北辺の星辰 44

 酒井孫八郎は、本当に諦めなかった。
 年が明けて、まだ松の内の一月六日には、もう歳三を訪ねて来て、またくどくどと松平定敬の処遇について云ってきたのだ。
 しかも、聞けば日中には、五稜郭へ榎本を訪ねたのだと云う。
 その時は、歳三は箱館奉行所へ出向いて留守だったのだが――所要があって、本当に良かった、と胸をなで下ろさずにはいられなかった。
 もしも五稜郭に留まっていたならば、まず間違いなく会談の席へ呼び出され、そのまま交渉を引き継ぐことになっただろうからだ。
 とは云え、こうして夜になってから訪ねて来られて、くどくどと話をされたのでは、昼に会っていた方がましだったかとも思われる。
 しかも、酒井とこうして話をするのは、今年に入ってこれが初めて、と云うわけでもないのだった。
 実は元旦に、歳三は市中見廻を兼ねて、探索方頭取の小芝長之助とともに、酒井の許を訪れたのだ。新年の挨拶回りの意味をこめて、さらりと引き上げるつもりで、最後、日が暮れてからの訪問としたのだが。
 案の定と云うべきか、そこで小芝ともども捉って、長々と話を聞かされることになったのだ。
 解放されたのは、もう夜も遅くなってからのこと。
「あの方相手の交渉とは、土方先生も大変なことですな」
 巻きこまれたかたちになった小芝は、苦笑しながらそう云ったが――まったく、迷惑極まりないことだ。

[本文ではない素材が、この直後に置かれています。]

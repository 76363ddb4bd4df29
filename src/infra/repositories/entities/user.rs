//! User database entity for SeaORM.

use sea_orm::entity::prelude::*;

use crate::domain::{User, UserType};

#[derive(Clone, Debug, PartialEq, Eq, DeriveEntityModel)]
#[sea_orm(table_name = "users")]
pub struct Model {
    #[sea_orm(primary_key, auto_increment = false)]
    pub id: Uuid,
    #[sea_orm(unique)]
    pub username: String,
    #[sea_orm(unique)]
    pub email: String,
    #[sea_orm(unique)]
    pub phone: String,
    pub user_type: i16,
    pub team_name: Option<String>,
    pub skill: Option<String>,
    pub location: String,
    pub is_active: bool,
    pub is_staff: bool,
    pub is_admin: bool,
    pub password_hash: String,
    pub last_login: Option<DateTimeUtc>,
    pub created_at: DateTimeUtc,
    pub updated_at: DateTimeUtc,
}

#[derive(Copy, Clone, Debug, EnumIter, DeriveRelation)]
pub enum Relation {}

impl ActiveModelBehavior for ActiveModel {}

/// Convert database model to domain entity
impl From<Model> for User {
    fn from(model: Model) -> Self {
        User {
            id: model.id,
            username: model.username,
            email: model.email,
            phone: model.phone,
            user_type: UserType::try_from(model.user_type).unwrap_or_default(),
            team_name: model.team_name,
            skill: model.skill,
            location: model.location,
            is_active: model.is_active,
            is_staff: model.is_staff,
            is_admin: model.is_admin,
            password_hash: model.password_hash,
            last_login: model.last_login,
            created_at: model.created_at,
            updated_at: model.updated_at,
        }
    }
}
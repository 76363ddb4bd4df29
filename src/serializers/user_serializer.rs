//! Wire representations of the user entity.

use serde::{Deserialize, Serialize};
use utoipa::ToSchema;
use validator::Validate;

use crate::domain::user::USERNAME_RE;
use crate::domain::{User, UserType};
use crate::errors::{AppError, AppResult};
use crate::services::{AuthService, CompleteUser, TokenResponse, UserService};

/// Registration payload. The password is write-only: it is accepted here
/// and never appears in any response type.
#[derive(Debug, Deserialize, Validate, ToSchema)]
pub struct RegisterRequest {
    /// Letters, digits and `. @ + -` only
    #[validate(
        length(min = 1, max = 255, message = "Username must be 1 to 255 characters"),
        regex(
            path = *USERNAME_RE,
            message = "name must be Alphanumeric or contain any of the following: \". @ + -\" "
        )
    )]
    #[schema(example = "asha.k")]
    pub username: String,
    #[validate(
        email(message = "Enter a valid email address"),
        length(max = 255, message = "Email must be at most 255 characters")
    )]
    #[schema(example = "asha@example.com")]
    pub email: String,
    #[validate(length(min = 1, max = 10, message = "Phone must be 1 to 10 characters"))]
    #[schema(example = "9876543210")]
    pub phone: String,
    #[validate(length(min = 1, max = 255, message = "Password is required"))]
    #[schema(example = "SecurePass123!")]
    pub password: String,
    /// 1 = admin, 2 = candidate, 3 = hr
    #[serde(default)]
    #[schema(value_type = i16, example = 2)]
    pub user_type: UserType,
    #[validate(length(min = 1, max = 30, message = "Location must be 1 to 30 characters"))]
    #[schema(example = "Bengaluru")]
    pub location: String,
    #[validate(length(max = 50, message = "Team name must be at most 50 characters"))]
    pub team_name: Option<String>,
    #[validate(length(max = 200, message = "Skill must be at most 200 characters"))]
    pub skill: Option<String>,
}

impl RegisterRequest {
    /// Create the user through the complete factory. Expects a payload
    /// that has already passed `validate`.
    pub async fn save(self, users: &dyn UserService) -> AppResult<User> {
        users
            .create_complete_user(CompleteUser {
                username: self.username,
                email: self.email,
                phone: self.phone,
                user_type: self.user_type,
                location: self.location,
                team_name: self.team_name,
                skill: self.skill,
                password: Some(self.password),
            })
            .await
    }
}

/// What a successful registration echoes back.
#[derive(Debug, Serialize, ToSchema)]
pub struct RegisteredUser {
    pub username: String,
    pub email: String,
    pub phone: String,
    #[schema(value_type = i16, example = 2)]
    pub user_type: UserType,
    pub location: String,
    pub team_name: Option<String>,
    pub skill: Option<String>,
}

impl From<&User> for RegisteredUser {
    fn from(user: &User) -> Self {
        Self {
            username: user.username.clone(),
            email: user.email.clone(),
            phone: user.phone.clone(),
            user_type: user.user_type,
            location: user.location.clone(),
            team_name: user.team_name.clone(),
            skill: user.skill.clone(),
        }
    }
}

/// Login credentials
#[derive(Debug, Deserialize, Validate, ToSchema)]
pub struct LoginRequest {
    #[validate(
        email(message = "Enter a valid email address"),
        length(max = 255, message = "Email must be at most 255 characters")
    )]
    #[schema(example = "asha@example.com")]
    pub email: String,
    #[validate(length(min = 1, max = 255, message = "Password is required"))]
    #[schema(example = "SecurePass123!")]
    pub password: String,
}

impl LoginRequest {
    /// Resolve the credentials to a user. Every failure is reported as
    /// the same generic error.
    pub async fn authenticate(&self, auth: &dyn AuthService) -> AppResult<User> {
        auth.authenticate(&self.email, &self.password)
            .await?
            .ok_or(AppError::InvalidCredentials)
    }
}

/// Read-only profile projection. Carries no password and no access flags.
#[derive(Debug, Clone, Serialize, ToSchema)]
pub struct UserDetail {
    #[schema(example = "asha@example.com")]
    pub email: String,
    #[schema(example = "asha.k")]
    pub username: String,
    #[schema(example = "9876543210")]
    pub phone: String,
    #[schema(example = "Bengaluru")]
    pub location: String,
    pub team_name: Option<String>,
    pub skill: Option<String>,
}

impl From<&User> for UserDetail {
    fn from(user: &User) -> Self {
        Self {
            email: user.email.clone(),
            username: user.username.clone(),
            phone: user.phone.clone(),
            location: user.location.clone(),
            team_name: user.team_name.clone(),
            skill: user.skill.clone(),
        }
    }
}

/// Token plus the profile of the user it was issued to.
#[derive(Debug, Serialize, ToSchema)]
pub struct LoginResponse {
    pub access_token: String,
    pub token_type: String,
    pub expires_in: i64,
    pub user: UserDetail,
}

impl LoginResponse {
    pub fn new(token: TokenResponse, user: &User) -> Self {
        Self {
            access_token: token.access_token,
            token_type: token.token_type,
            expires_in: token.expires_in,
            user: UserDetail::from(user),
        }
    }
}
//! OpenAPI documentation configuration.

use utoipa::openapi::security::{HttpAuthScheme, HttpBuilder, SecurityScheme};
use utoipa::{Modify, OpenApi};

use crate::api::handlers::{auth_handler, user_handler};
use crate::serializers::{LoginRequest, LoginResponse, RegisterRequest, RegisteredUser, UserDetail};
use crate::services::TokenResponse;

#[derive(OpenApi)]
#[openapi(
    info(
        title = "usermgmt",
        version = "0.1.0",
        description = "User registration and token authentication",
        license(name = "MIT", url = "https://opensource.org/licenses/MIT")
    ),
    paths(
        user_handler::register,
        auth_handler::login,
        auth_handler::logout,
        auth_handler::current_user,
    ),
    components(
        schemas(
            RegisterRequest,
            RegisteredUser,
            LoginRequest,
            LoginResponse,
            UserDetail,
            TokenResponse,
            auth_handler::DetailResponse,
        )
    ),
    modifiers(&SecurityAddon),
    tags(
        (name = "Users", description = "User registration"),
        (name = "Authentication", description = "Login, logout and current user")
    )
)]
pub struct ApiDoc;

/// Registers the `bearer_auth` scheme referenced by protected paths
struct SecurityAddon;

impl Modify for SecurityAddon {
    fn modify(&self, openapi: &mut utoipa::openapi::OpenApi) {
        if let Some(components) = openapi.components.as_mut() {
            components.add_security_scheme(
                "bearer_auth",
                SecurityScheme::Http(
                    HttpBuilder::new()
                        .scheme(HttpAuthScheme::Bearer)
                        .bearer_format("JWT")
                        .description(Some("Token obtained from /rest-auth/login/"))
                        .build(),
                ),
            );
        }
    }
}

 しかも、それでしばらくおとなしくしているかと思えば、この今日の訪問だ。
 それは、箱館府そのものは、江戸の官吏と同じ四日に仕事始めとしていたのだが、それにしても、世間的には松の内であると云うこの時期に、もう交渉をはじめようと云う酒井の態度は、仕事熱心で結構なことと云うべきか。
 だがしかし、酒井のくどくどとした“陳情”を、延々と聞かされるこちらの身にもなってもらいたい。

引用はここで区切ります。